↓

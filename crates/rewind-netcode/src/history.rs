//! Tick-indexed history buffer.

use rewind_net::{Tick, TickStamped};

/// Default number of slots (16 s at 64 Hz).
pub const DEFAULT_CAPACITY: usize = 1024;

/// Fixed-capacity ring mapping a tick to a payload.
///
/// Slot `tick % capacity` holds whatever was last written there, so a value
/// survives exactly until the tick `capacity` steps later overwrites it.
/// Reads never fail: [`get`](Self::get) may return a value written for a
/// different tick, and callers that care use [`get_exact`](Self::get_exact).
#[derive(Debug, Clone)]
pub struct HistoryRing<T> {
    slots: Vec<Option<T>>,
}

impl<T> HistoryRing<T> {
    /// Creates an empty ring.
    ///
    /// # Panics
    ///
    /// Panics if `capacity` is zero.
    pub fn new(capacity: usize) -> Self {
        assert!(capacity > 0, "history ring capacity must be non-zero");
        Self {
            slots: std::iter::repeat_with(|| None).take(capacity).collect(),
        }
    }

    /// Number of slots.
    pub fn capacity(&self) -> usize {
        self.slots.len()
    }

    /// Slot index used for `tick`.
    pub fn slot(&self, tick: Tick) -> usize {
        tick as usize % self.slots.len()
    }

    /// Writes `value` at `tick`'s slot, overwriting what was there.
    pub fn add(&mut self, value: T, tick: Tick) {
        let slot = self.slot(tick);
        self.slots[slot] = Some(value);
    }

    /// Reads `tick`'s slot. `None` only if the slot was never written.
    pub fn get(&self, tick: Tick) -> Option<&T> {
        self.slots[self.slot(tick)].as_ref()
    }

    /// Empties every slot.
    pub fn clear(&mut self) {
        self.slots.iter_mut().for_each(|slot| *slot = None);
    }
}

impl<T: TickStamped> HistoryRing<T> {
    /// Reads `tick`'s slot only if the stored payload was stamped for `tick`.
    ///
    /// Returns `None` for never-written slots and for slots that were
    /// overwritten by another tick (wraparound) or still hold an older one.
    pub fn get_exact(&self, tick: Tick) -> Option<&T> {
        self.get(tick).filter(|value| value.tick() == tick)
    }
}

↑

PROBLEM DETAILS: What is wanted is the complete set of entries, returned verbatim.

ANSWER SPACE:
filename crates/rewind-netcode/src/history.rs
//! Tick-indexed history buffer.

use rewind_net::{Tick, TickStamped};

/// Default number of slots (16 s at 64 Hz).
pub const DEFAULT_CAPACITY: usize = 1024;

/// Fixed-capacity ring mapping a tick to a payload.
///
/// Slot `tick % capacity` holds whatever was last written there, so a value
/// survives exactly until the tick `capacity` steps later overwrites it.
/// Reads never fail: [`get`](Self::get) may return a value written for a
/// different tick, and callers that care use [`get_exact`](Self::get_exact).
#[derive(Debug, Clone)]
pub struct HistoryRing<T> {
    slots: Vec<Option<T>>,
}

impl<T> HistoryRing<T> {
    /// Creates an empty ring.
    ///
    /// # Panics
    ///
    /// Panics if `capacity` is zero.
    pub fn new(capacity: usize) -> Self {
        assert!(capacity > 0, "history ring capacity must be non-zero");
        Self {
            slots: std::iter::repeat_with(|| None).take(capacity).collect(),
        }
    }

    /// Number of slots.
    pub fn capacity(&self) -> usize {
        self.slots.len()
    }

    /// Slot index used for `tick`.
    pub fn slot(&self, tick: Tick) -> usize {
        tick as usize % self.slots.len()
    }

    /// Writes `value` at `tick`'s slot, overwriting what was there.
    pub fn add(&mut self, value: T, tick: Tick) {
        let slot = self.slot(tick);
        self.slots[slot] = Some(value);
    }

    /// Reads `tick`'s slot. `None` only if the slot was never written.
    pub fn get(&self, tick: Tick) -> Option<&T> {
        self.slots[self.slot(tick)].as_ref()
    }

    /// Empties every slot.
    pub fn clear(&mut self) {
        self.slots.iter_mut().for_each(|slot| *slot = None);
    }
}

impl<T: TickStamped> HistoryRing<T> {
    /// Reads `tick`'s slot only if the stored payload was stamped for `tick`.
    ///
    /// Returns `None` for never-written slots and for slots that were
    /// overwritten by another tick (wraparound) or still hold an older one.
    pub fn get_exact(&self, tick: Tick) -> Option<&T> {
        self.get(tick).filter(|value| value.tick() == tick)
    }
}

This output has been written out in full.